Heat transfer physically.

Convection

Occurs due to air movement.

Radiation

Emission of electromagnetic heat waves.

Satiety Center

Area of the brain that affects hunger.

Appetite-Suppressing Hormones

Hormone that suppresses appetite. Examples include CCK

Study Notes

• Metabolism includes all chemical reactions occurring in the body and consists of catabolism and anabolism.

Catabolism

• Catabolism involves breaking down complex molecules into simpler ones.
• Catabolic reactions are exergonic reactions that release energy stored in molecules.
• Catabolism is required to convert substrates to a 2-carbon molecule for ATP production by mitochondria.

Anabolism

• Anabolism involves combining simple molecules into complex ones.
• Anabolic reactions are endergonic reactions that require energy.
• Anabolism is required for replacing membranes, organelles, enzymes, and structural proteins.

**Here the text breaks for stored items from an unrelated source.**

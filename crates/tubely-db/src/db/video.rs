//! Video repository: lookup and update for the videos table.

use chrono::{DateTime, Utc};
use sqlx::{PgPool, Postgres};
use tubely_core::models::{Video, VideoRef};
use tubely_core::AppError;
use uuid::Uuid;

/// Metadata store operations used by the ingest pipeline.
#[async_trait::async_trait]
pub trait VideoRepository: Send + Sync {
    /// Fetch a video record by id.
    async fn get_video(&self, id: Uuid) -> Result<Option<Video>, AppError>;

    /// Point an existing record at its normalized video. Only `video_url` and
    /// `updated_at` are written; returns the record as stored afterwards.
    async fn set_video_ref(
        &self,
        id: Uuid,
        video_ref: &VideoRef,
        updated_at: DateTime<Utc>,
    ) -> Result<Video, AppError>;

    /// Set the thumbnail URL of an existing record. Only `thumbnail_url` and
    /// `updated_at` are written; returns the record as stored afterwards.
    async fn set_thumbnail_url(
        &self,
        id: Uuid,
        thumbnail_url: &str,
        updated_at: DateTime<Utc>,
    ) -> Result<Video, AppError>;
}

/// Row type for videos table (for FromRow).
#[derive(Debug, sqlx::FromRow)]
pub struct VideoRow {
    pub id: Uuid,
    pub created_at: DateTime<Utc>,
    pub updated_at: DateTime<Utc>,
    pub title: String,
    pub description: String,
    pub thumbnail_url: Option<String>,
    pub video_url: Option<String>,
    pub user_id: Uuid,
}

impl VideoRow {
    pub fn try_into_video(self) -> Result<Video, AppError> {
        let video_ref = self
            .video_url
            .as_deref()
            .map(str::parse::<VideoRef>)
            .transpose()?;
        Ok(Video {
            id: self.id,
            user_id: self.user_id,
            title: self.title,
            description: self.description,
            created_at: self.created_at,
            updated_at: self.updated_at,
            thumbnail_url: self.thumbnail_url,
            video_ref,
        })
    }
}

/// Postgres-backed repository for the videos table.
#[derive(Clone)]
pub struct PgVideoRepository {
    pool: PgPool,
}

impl PgVideoRepository {
    pub fn new(pool: PgPool) -> Self {
        Self { pool }
    }
}

#[async_trait::async_trait]
impl VideoRepository for PgVideoRepository {
    #[tracing::instrument(skip(self), fields(db.table = "videos", db.record_id = %id))]
    async fn get_video(&self, id: Uuid) -> Result<Option<Video>, AppError> {
        let row: Option<VideoRow> = sqlx::query_as::<Postgres, VideoRow>(
            r#"
            SELECT id, created_at, updated_at, title, description,
                   thumbnail_url, video_url, user_id
            FROM videos
            WHERE id = $1
            "#,
        )
        .bind(id)
        .fetch_optional(&self.pool)
        .await?;
        row.map(VideoRow::try_into_video).transpose()
    }

    #[tracing::instrument(skip(self, video_ref), fields(db.table = "videos", db.record_id = %id, key = %video_ref.key))]
    async fn set_video_ref(
        &self,
        id: Uuid,
        video_ref: &VideoRef,
        updated_at: DateTime<Utc>,
    ) -> Result<Video, AppError> {
        let row: Option<VideoRow> = sqlx::query_as::<Postgres, VideoRow>(
            r#"
            UPDATE videos
            SET video_url = $2,
                updated_at = $3
            WHERE id = $1
            RETURNING id, created_at, updated_at, title, description,
                      thumbnail_url, video_url, user_id
            "#,
        )
        .bind(id)
        .bind(video_ref.encode())
        .bind(updated_at)
        .fetch_optional(&self.pool)
        .await?;

        row.ok_or_else(|| AppError::NotFound(format!("Video {} not found", id)))?
            .try_into_video()
    }

    #[tracing::instrument(skip(self, thumbnail_url), fields(db.table = "videos", db.record_id = %id))]
    async fn set_thumbnail_url(
        &self,
        id: Uuid,
        thumbnail_url: &str,
        updated_at: DateTime<Utc>,
    ) -> Result<Video, AppError> {
        let row: Option<VideoRow> = sqlx::query_as::<Postgres, VideoRow>(
            r#"
            UPDATE videos
            SET thumbnail_url = $2,
                updated_at = $3
            WHERE id = $1
            RETURNING id, created_at, updated_at, title, description,
                      thumbnail_url, video_url, user_id
            "#,
        )
        .bind(id)
        .bind(thumbnail_url)
        .bind(updated_at)
        .fetch_optional(&self.pool)
        .await?;

        row.ok_or_else(|| AppError::NotFound(format!("Video {} not found", id)))?
            .try_into_video()
    }
}

#[cfg(test)]
mod tests {
    use super::*;

    fn row(video_url: Option<&str>) -> VideoRow {
        let now = Utc::now();
        VideoRow {
            id: Uuid::new_v4(),
            created_at: now,
            updated_at: now,
            title: "Boots".to_string(),
            description: "A pair of boots".to_string(),
            thumbnail_url: None,
            video_url: video_url.map(str::to_string),
            user_id: Uuid::new_v4(),
        }
    }

    #[test]
    fn test_row_without_video_url_has_no_reference() {
        let video = row(None).try_into_video().unwrap();
        assert!(video.video_ref.is_none());
    }

    #[test]
    fn test_row_video_url_is_parsed_into_reference() {
        let video = row(Some("tubely-videos,portrait/abc.mp4"))
            .try_into_video()
            .unwrap();
        let video_ref = video.video_ref.unwrap();
        assert_eq!(video_ref.container, "tubely-videos");
        assert_eq!(video_ref.key, "portrait/abc.mp4");
    }

    #[test]
    fn test_row_with_malformed_video_url_is_rejected() {
        assert!(row(Some("not-a-reference")).try_into_video().is_err());
    }
}
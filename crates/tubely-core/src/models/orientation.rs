use serde::{Deserialize, Serialize};
use std::fmt::{Display, Formatter, Result as FmtResult};
use utoipa::ToSchema;

pub const ASPECT_RATIO_16_9: f64 = 16.0 / 9.0;
pub const ASPECT_RATIO_9_16: f64 = 9.0 / 16.0;

/// Maximum distance from a reference ratio still considered a match.
pub const ASPECT_RATIO_TOLERANCE: f64 = 0.01;

/// Visual orientation of a video, derived from its width/height ratio.
///
/// Only used as the first segment of a video object key.
#[derive(Debug, Clone, Copy, PartialEq, Eq, Hash, Serialize, Deserialize, ToSchema)]
#[serde(rename_all = "lowercase")]
pub enum Orientation {
    Landscape,
    Portrait,
    Other,
}

impl Orientation {
    /// Classify a width/height ratio.
    ///
    /// Non-finite ratios fall through to [`Orientation::Other`].
    pub fn classify(ratio: f64) -> Self {
        if (ratio - ASPECT_RATIO_16_9).abs() <= ASPECT_RATIO_TOLERANCE {
            Orientation::Landscape
        } else if (ratio - ASPECT_RATIO_9_16).abs() <= ASPECT_RATIO_TOLERANCE {
            Orientation::Portrait
        } else {
            Orientation::Other
        }
    }

    pub fn as_str(&self) -> &'static str {
        match self {
            Orientation::Landscape => "landscape",
            Orientation::Portrait => "portrait",
            Orientation::Other => "other",
        }
    }
}

impl Display for Orientation {
    fn fmt(&self, f: &mut Formatter<'_>) -> FmtResult {
        f.write_str(self.as_str())
    }
}
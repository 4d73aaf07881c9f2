//! Tubely API library
//!
//! HTTP surface of the ingest service: authentication, upload handlers, the
//! owner gate and per-video locking, and application setup. Exposed as a
//! library so integration tests can build the router.

pub mod api_doc;
pub mod auth;
pub mod error;
pub mod handlers;
pub mod services;
pub mod setup;
pub mod state;
pub mod telemetry;
pub mod utils;
//! Serves locally stored objects: videos behind signed URLs, thumbnails
//! publicly.

use crate::error::HttpAppError;
use crate::state::AppState;
use axum::{
    body::Body,
    extract::{Path, Query, State},
    http::{header, HeaderValue},
    response::Response,
};
use serde::Deserialize;
use std::sync::Arc;
use tokio_util::io::ReaderStream;
use tubely_core::AppError;
use tubely_storage::{LocalStorage, StorageError};

#[derive(Debug, Deserialize)]
pub struct SignedUrlQuery {
    pub expires: Option<u64>,
    pub signature: Option<String>,
}

fn content_type_for(key: &str) -> &'static str {
    match key.rsplit_once('.').map(|(_, ext)| ext) {
        Some("mp4") => "video/mp4",
        Some("jpg") => "image/jpeg",
        Some("png") => "image/png",
        _ => "application/octet-stream",
    }
}

async fn stream_object(storage: &LocalStorage, key: &str) -> Result<Response, HttpAppError> {
    let file = storage.open(key).await?;
    let size = file.metadata().await.map(|meta| meta.len()).ok();

    let mut response = Response::new(Body::from_stream(ReaderStream::new(file)));
    let headers = response.headers_mut();
    headers.insert(
        header::CONTENT_TYPE,
        HeaderValue::from_static(content_type_for(key)),
    );
    if let Some(size) = size {
        headers.insert(header::CONTENT_LENGTH, HeaderValue::from(size));
    }
    Ok(response)
}

#[tracing::instrument(skip_all, fields(key = %key))]
pub async fn serve_media(
    State(state): State<Arc<AppState>>,
    Path(key): Path<String>,
    Query(query): Query<SignedUrlQuery>,
) -> Result<Response, HttpAppError> {
    let storage = state.local_media.as_ref().ok_or_else(|| {
        AppError::NotFound("Media is not served by this instance".to_string())
    })?;

    let (Some(expires), Some(signature)) = (query.expires, query.signature.as_deref()) else {
        return Err(StorageError::InvalidSignature.into());
    };
    storage.verify_signature(&key, expires, signature)?;

    stream_object(storage, &key).await
}

#[tracing::instrument(skip_all, fields(file = %file))]
pub async fn serve_asset(
    State(state): State<Arc<AppState>>,
    Path(file): Path<String>,
) -> Result<Response, HttpAppError> {
    stream_object(&state.assets, &file).await
}
//! Test helpers: build AppState and router for integration tests.
//!
//! The router runs against an in-memory video repository, local storage in
//! temp directories and shell scripts standing in for ffprobe/ffmpeg, so these
//! tests need a unix shell but no database or object store.
#![allow(dead_code)]

pub mod fixtures;

use axum_test::TestServer;
use chrono::Utc;
use std::os::unix::fs::PermissionsExt;
use std::path::Path;
use std::sync::Arc;
use tempfile::TempDir;
use tubely_api::setup::routes;
use tubely_api::state::AppState;
use tubely_core::models::Video;
use tubely_core::{BaseConfig, Config, IngestConfig, LogFormat, StorageBackend};
use tubely_db::InMemoryVideoRepository;
use tubely_storage::{LocalStorage, StorageSet};
use uuid::Uuid;

pub const TEST_JWT_SECRET: &str = "test-jwt-secret-at-least-32-characters-long";
pub const TEST_CONTAINER: &str = "tubely-test";
pub const MEDIA_BASE_URL: &str = "http://localhost:8091/media";
pub const ASSETS_BASE_URL: &str = "http://localhost:8091/assets";

/// ffmpeg stand-in: copies the input (third argument, after `-y -i`) to the
/// output (last argument).
pub const COPYING_FFMPEG: &str = r#"for last; do :; done; cp "$3" "$last""#;

/// ffprobe stand-in body reporting one video stream of the given size.
pub fn probe_reporting(width: u32, height: u32) -> String {
    format!(
        r#"echo '{{"streams":[{{"index":0,"codec_type":"video","width":{},"height":{}}},{{"index":1,"codec_type":"audio"}}]}}'"#,
        width, height
    )
}

/// Test application: server, repository and owned temp directories.
pub struct TestApp {
    pub server: TestServer,
    pub repo: InMemoryVideoRepository,
    pub state: Arc<AppState>,
    pub staging: TempDir,
    pub storage_root: TempDir,
    _tools: TempDir,
}

impl TestApp {
    pub fn client(&self) -> &TestServer {
        &self.server
    }

    /// Insert a video owned by `owner` and return its ID.
    pub fn seed_video(&self, owner: Uuid) -> Uuid {
        let now = Utc::now();
        let id = Uuid::new_v4();
        self.repo.insert(Video {
            id,
            user_id: owner,
            title: "Boots on the ground".to_string(),
            description: "Unboxing".to_string(),
            created_at: now,
            updated_at: now,
            thumbnail_url: None,
            video_ref: None,
        });
        id
    }

    pub fn token_for(&self, user_id: Uuid) -> String {
        self.state.jwt.issue(user_id).expect("Failed to issue token")
    }

    pub fn staging_entries(&self) -> usize {
        count_files(self.staging.path())
    }

    pub fn media_dir(&self) -> std::path::PathBuf {
        self.storage_root.path().join("media")
    }

    pub fn assets_dir(&self) -> std::path::PathBuf {
        self.storage_root.path().join("assets")
    }

    pub fn stored_media(&self) -> usize {
        count_files(&self.media_dir())
    }

    pub fn stored_assets(&self) -> usize {
        count_files(&self.assets_dir())
    }
}

fn count_files(dir: &Path) -> usize {
    let Ok(entries) = std::fs::read_dir(dir) else {
        return 0;
    };
    entries
        .flatten()
        .map(|entry| {
            let path = entry.path();
            if path.is_dir() {
                count_files(&path)
            } else {
                1
            }
        })
        .sum()
}

fn write_script(dir: &Path, name: &str, body: &str) -> String {
    let path = dir.join(name);
    std::fs::write(&path, format!("#!/bin/sh\n{}\n", body)).expect("Failed to write script");
    std::fs::set_permissions(&path, std::fs::Permissions::from_mode(0o755))
        .expect("Failed to chmod script");
    path.to_string_lossy().into_owned()
}

pub fn create_test_config(
    staging_dir: &Path,
    storage_root: &Path,
    ffprobe_path: String,
    ffmpeg_path: String,
) -> Config {
    Config(Box::new(IngestConfig {
        base: BaseConfig {
            server_port: 8091,
            cors_origins: vec!["*".to_string()],
            http_concurrency_limit: 64,
            db_max_connections: 1,
            db_timeout_seconds: 5,
            jwt_secret: TEST_JWT_SECRET.to_string(),
            jwt_expiry_hours: 1,
            environment: "test".to_string(),
            log_format: LogFormat::Pretty,
        },
        database_url: "postgresql://localhost/tubely_test".to_string(),
        storage_backend: StorageBackend::Local,
        s3_bucket: None,
        s3_region: None,
        s3_endpoint: None,
        local_storage_path: Some(storage_root.join("media").to_string_lossy().into_owned()),
        local_storage_base_url: Some(MEDIA_BASE_URL.to_string()),
        url_signing_secret: TEST_JWT_SECRET.to_string(),
        assets_root: storage_root.join("assets"),
        assets_base_url: ASSETS_BASE_URL.to_string(),
        staging_dir: staging_dir.to_path_buf(),
        ffprobe_path,
        ffmpeg_path,
        request_timeout_secs: 30,
        signed_url_ttl_minutes: 60,
    }))
}

/// Setup a test app whose ffprobe reports a 1280x720 stream.
pub async fn setup_test_app() -> TestApp {
    setup_test_app_with_tools(&probe_reporting(1280, 720), COPYING_FFMPEG).await
}

/// Setup a test app with custom ffprobe/ffmpeg script bodies.
pub async fn setup_test_app_with_tools(ffprobe_body: &str, ffmpeg_body: &str) -> TestApp {
    let tools = tempfile::tempdir().expect("Failed to create tools directory");
    let staging = tempfile::tempdir().expect("Failed to create staging directory");
    let storage_root = tempfile::tempdir().expect("Failed to create storage directory");

    let ffprobe = write_script(tools.path(), "ffprobe", ffprobe_body);
    let ffmpeg = write_script(tools.path(), "ffmpeg", ffmpeg_body);
    let config = create_test_config(staging.path(), storage_root.path(), ffprobe, ffmpeg);

    let media = Arc::new(
        LocalStorage::new(storage_root.path().join("media"), MEDIA_BASE_URL.to_string())
            .await
            .expect("Failed to create media storage")
            .with_container(TEST_CONTAINER)
            .with_signing_key(config.url_signing_secret()),
    );
    let assets = Arc::new(
        LocalStorage::new(config.assets_root().clone(), ASSETS_BASE_URL.to_string())
            .await
            .expect("Failed to create assets storage"),
    );
    let storage = StorageSet {
        media: media.clone(),
        local_media: Some(media),
        assets,
    };

    let repo = InMemoryVideoRepository::new();
    let state = Arc::new(AppState::new(config.clone(), Arc::new(repo.clone()), storage));
    let app = routes::setup_routes(&config, state.clone()).expect("Failed to build router");
    let server = TestServer::new(app.into_make_service()).expect("Failed to create test server");

    TestApp {
        server,
        repo,
        state,
        staging,
        storage_root,
        _tools: tools,
    }
}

Cellular Catabolism/Respiration

• Cellular catabolism, also known as aerobic metabolism or cellular respiration, requires oxygen and occurs in the mitochondria.
• 40% of the energy from cellular catabolism is captured and used to convert ADP to ATP.
• 60% of the energy from cellular catabolism escapes as heat, warming the cell and surrounding tissue.

ATP

• ATP is the "energy currency" of the body, with energy stored in the bonds between phosphate groups.
• ATP is created in exergonic reactions and used in endergonic reactions.
• ADP + P + energy ↔ ATP
• Catabolic reactions like glycolysis create ATP, while anabolic reactions like glycogenesis require energy.

Utilization of Nutrients

• Nutrients come from the diet and from reserves.
• Reserves are mobilized when absorption across the digestive tract is insufficient.
• Liver cells break down triglycerides and glycogen into fatty acids and glucose.
• Adipocytes break down triglycerides into fatty acids
• Skeletal muscle cells break down contractile proteins into amino acids.
• All these reserves can be used to create ATP.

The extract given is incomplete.